Neil deGrasse Tyson: "Is DNA Inevitable as the Life Code for the Universe?"
Neil deGrasse Tyson believes that BIG question of the 21st century is will we discover life somewhere other than on Earth? He views it as an "unimpeachable first goal" in our exploration of the cosmos.
And what most fascinating is the question of whether that life has DNA. It's fascinating, Tyson says, because either DNA is inevitable as the foundation for the coding of life, or life started with DNA in only one place in the solar system and then spread among the livable habitats through panspermia. Microbial life can land on and seed another planet, thereby not requiring that you have to create life from scratch multiple times and in multiple places.
Another totally intriguing possibility, one of many that deGrasse Tyson Director of the Hayden Planetarium at the American Museum of Natural History and host PBS's NOVA scienceNOW., describes in Origins: Fourteen Billion Years of Cosmic Evolution, is that there is life that has encoding that has nothing to do with DNA.
It is the relentless shifting and mutating of DNA, says Dennis Overbye in a brilliant essay in The New York Times, that generates the raw material for evolution to act on and ensures the success of life on Earth (and perhaps beyond). Dr.Paul Davies co-director of the Arizona State University Cosmology Initiative said that he had been encouraged by the discovery a few years ago "that some sections of junk DNA seem to be markedly resistant to change, and have remained identical in humans, rats, mice, chickens and dogs for at least 300 million years."
But Dr. Gill Bejerano, Assistant Professor of Developmental Biology and of Computer
Science at Stanford, one of the discoverers of these “ultraconserved” strings of the genome, said that many of them had turned out to be playing important command and control functions.
“Why they need to be so conserved remains a mystery,” Berjerano said, noting that even regular genes with known functions undergo more change over time. Most junk bits of DNA that neither help nor annoy an organism mutate even more rapidly, Overbye points out.
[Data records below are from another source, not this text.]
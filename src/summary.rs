//! Monthly figures derived from the ledger: balance, daily budget and the two chart series.
//!
//! Everything here is a pure function of the transactions, the categories, the month being
//! viewed and today's date. Nothing is cached; callers recompute after every change.

use crate::model::{Categories, Transaction, TransactionType, YearMonth};
use chrono::{Datelike, NaiveDate};
use rust_decimal::Decimal;
use serde::Serialize;

/// The figures shown for one month.
#[derive(Debug, Clone, Eq, PartialEq, Serialize)]
pub struct MonthlySummary {
    pub month: YearMonth,
    pub income: Decimal,
    pub expense: Decimal,
    /// Income minus expense.
    pub balance: Decimal,
    /// How much can be spent per remaining day of the current month. Zero for other months and
    /// when the balance is not positive.
    pub daily_budget: Decimal,
    pub daily_flow: DailyFlow,
    pub expenses_by_category: Vec<CategoryTotal>,
}

/// Income and expense totals for each day of a month. Index 0 is day 1.
#[derive(Debug, Clone, Eq, PartialEq, Serialize)]
pub struct DailyFlow {
    pub income: Vec<Decimal>,
    pub expense: Vec<Decimal>,
}

impl DailyFlow {
    pub fn days(&self) -> usize {
        self.income.len()
    }
}

/// Expense total for one category name.
#[derive(Debug, Clone, Eq, PartialEq, Serialize)]
pub struct CategoryTotal {
    pub name: String,
    pub total: Decimal,
    /// Share of the month's expenses, in percent, rounded to two places.
    pub percent: Decimal,
}

impl MonthlySummary {
    /// Computes the summary of `month` from `transactions`, which may include transactions from
    /// other months.
    pub fn compute<'a>(
        transactions: impl IntoIterator<Item = &'a Transaction>,
        categories: &Categories,
        month: YearMonth,
        today: NaiveDate,
    ) -> Self {
        let in_month: Vec<&Transaction> = transactions
            .into_iter()
            .filter(|t| month.contains(t.date()))
            .collect();

        let income = total(&in_month, TransactionType::Income);
        let expense = total(&in_month, TransactionType::Expense);
        let balance = income - expense;

        Self {
            month,
            income,
            expense,
            balance,
            daily_budget: daily_budget(balance, month, today),
            daily_flow: daily_flow(&in_month, month),
            expenses_by_category: expenses_by_category(&in_month, categories),
        }
    }
}

fn total(transactions: &[&Transaction], kind: TransactionType) -> Decimal {
    transactions
        .iter()
        .filter(|t| t.kind() == kind)
        .map(|t| t.amount().value())
        .sum()
}

/// Net balance (income minus expense) of `transactions`.
pub fn balance<'a>(transactions: impl IntoIterator<Item = &'a Transaction>) -> Decimal {
    transactions
        .into_iter()
        .fold(Decimal::ZERO, |acc, t| match t.kind() {
            TransactionType::Income => acc + t.amount().value(),
            TransactionType::Expense => acc - t.amount().value(),
        })
}

/// `balance` spread over the days left in the month, today included. Only the current month has
/// a daily budget, and only while the balance is positive.
pub fn daily_budget(balance: Decimal, month: YearMonth, today: NaiveDate) -> Decimal {
    if month != YearMonth::of(today) || balance <= Decimal::ZERO {
        return Decimal::ZERO;
    }
    let remaining_days = month.days() as i64 - today.day() as i64 + 1;
    if remaining_days <= 0 {
        return Decimal::ZERO;
    }
    balance / Decimal::from(remaining_days)
}

/// Per-day income and expense sums for `month`, zero-filled.
pub fn daily_flow(transactions: &[&Transaction], month: YearMonth) -> DailyFlow {
    let days = month.days() as usize;
    let mut flow = DailyFlow {
        income: vec![Decimal::ZERO; days],
        expense: vec![Decimal::ZERO; days],
    };
    for t in transactions {
        if !month.contains(t.date()) {
            continue;
        }
        let ix = t.date().day0() as usize;
        let series = match t.kind() {
            TransactionType::Income => &mut flow.income,
            TransactionType::Expense => &mut flow.expense,
        };
        series[ix] += t.amount().value();
    }
    flow
}

/// Expense totals grouped by category name, in the order each name is first seen. References to
/// missing categories are grouped under the placeholder label.
pub fn expenses_by_category(
    transactions: &[&Transaction],
    categories: &Categories,
) -> Vec<CategoryTotal> {
    let mut groups: Vec<(String, Decimal)> = Vec::new();
    for t in transactions.iter().filter(|t| t.is_expense()) {
        let name = categories.name_of(t.category());
        match groups.iter_mut().find(|(n, _)| n == name) {
            Some((_, sum)) => *sum += t.amount().value(),
            None => groups.push((name.to_string(), t.amount().value())),
        }
    }

    let grand_total: Decimal = groups.iter().map(|(_, sum)| *sum).sum();
    groups
        .into_iter()
        .map(|(name, total)| CategoryTotal {
            percent: percent(total, grand_total),
            name,
            total,
        })
        .collect()
}

fn percent(part: Decimal, whole: Decimal) -> Decimal {
    if whole.is_zero() {
        return Decimal::ZERO;
    }
    (part * Decimal::ONE_HUNDRED / whole).round_dp(2)
}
What your quess: Is the DNA the cosmic code for life in the universe, or is it possible that there's are alien, unknown foundations? At the Galaxy, we place our chips on DNA.
Posted by Casey Kazan.
http://www.pbs.org/wgbh/nova/origins/tyson.html
http://www.nytimes.com/2007/06/26/science/26DNA.html?_r=2&oref=login&oref=login
Image Credit: Copyright Jimmy Turrell
The new season for NOVA scienceNOW hosted by Neil deGrasse Tyson starts June 30th at 9PM ET/PT on PBS.






Awesome! You totally lifted that graphic on the NYT website then slapped some ads next to it. Profit off someone else's work=great business model.
Posted by: Bob | June 22, 2009 at 06:46 AM
I profoundly disagree with this. Nothing makes DNA special - the A,T,C,G code is arbitrary. A good parallel is language: there is nothing in the letter "a" that suggests an "ah" sound fundamentally, and thus languages all over the world have different letters for the "ah" sound.
I would not expect to EVER find DNA on another planet. What I would expect is to find a different replicator that can store heritable information, that can copy itself, and that has a very low error rate but one that is not zero. To expect that two, independent lineages will hit upon the same language is tantamount to expecting that when the Spaniards first discovered the Mayans, they both talked to each other in English.
Posted by: Skinny | June 22, 2009 at 11:10 AM
Good point, Bob. However ... I think Dr. Tyson's point is not that DNA evolved simulatneously on Earth and on other planets. The suspicion is that, since we now know that life can survive the vacuum of space, and since we know our planet has been bombarded with ice balls, meteors, planets, etc .... what if the basic building blocks of life, once they evolved somewhere, are being spread around the cosmos. Why re-invent the wheel? And I don't think he's saying he believes it's one way or the other. He's saying it's a major, valid, very important question yet to be answered. The theory of Panspermia is not new, and it's gaining more and more acceptance and respect as the science involved progresses.
Posted by: Ray Ray | June 22, 2009 at 06:32 PM
Woops! ... I meant "Skinny" not "Bob". Sorry Skinny and Bob.
Posted by: Ray Ray | June 22, 2009 at 06:39 PM
If DNA itself doesn't exist in other locales, then maybe there's something analogous to it, in the case life that may not be carbon - based. But my money would be on DNA existing anywhere, even in the most inhospitable locations.
Posted by: EvilCosmicMonkeyfrom Knoxville | June 23, 2009 at 07:32 AM
Ever since Weigel proposed his theory of continental drift in 1927, it was viewed suspiciously, even forty years later. But then scientific view change and for the last forty years it has been viewed as one of the holy grails of geology. The idea of rotating orbits of planets was proposed thirty years ago but still has to be viewed with the now available outer space proof that it originally lacked. These things take time.
But what proposal for intergalactic transport is considered likely? Galactic collisions?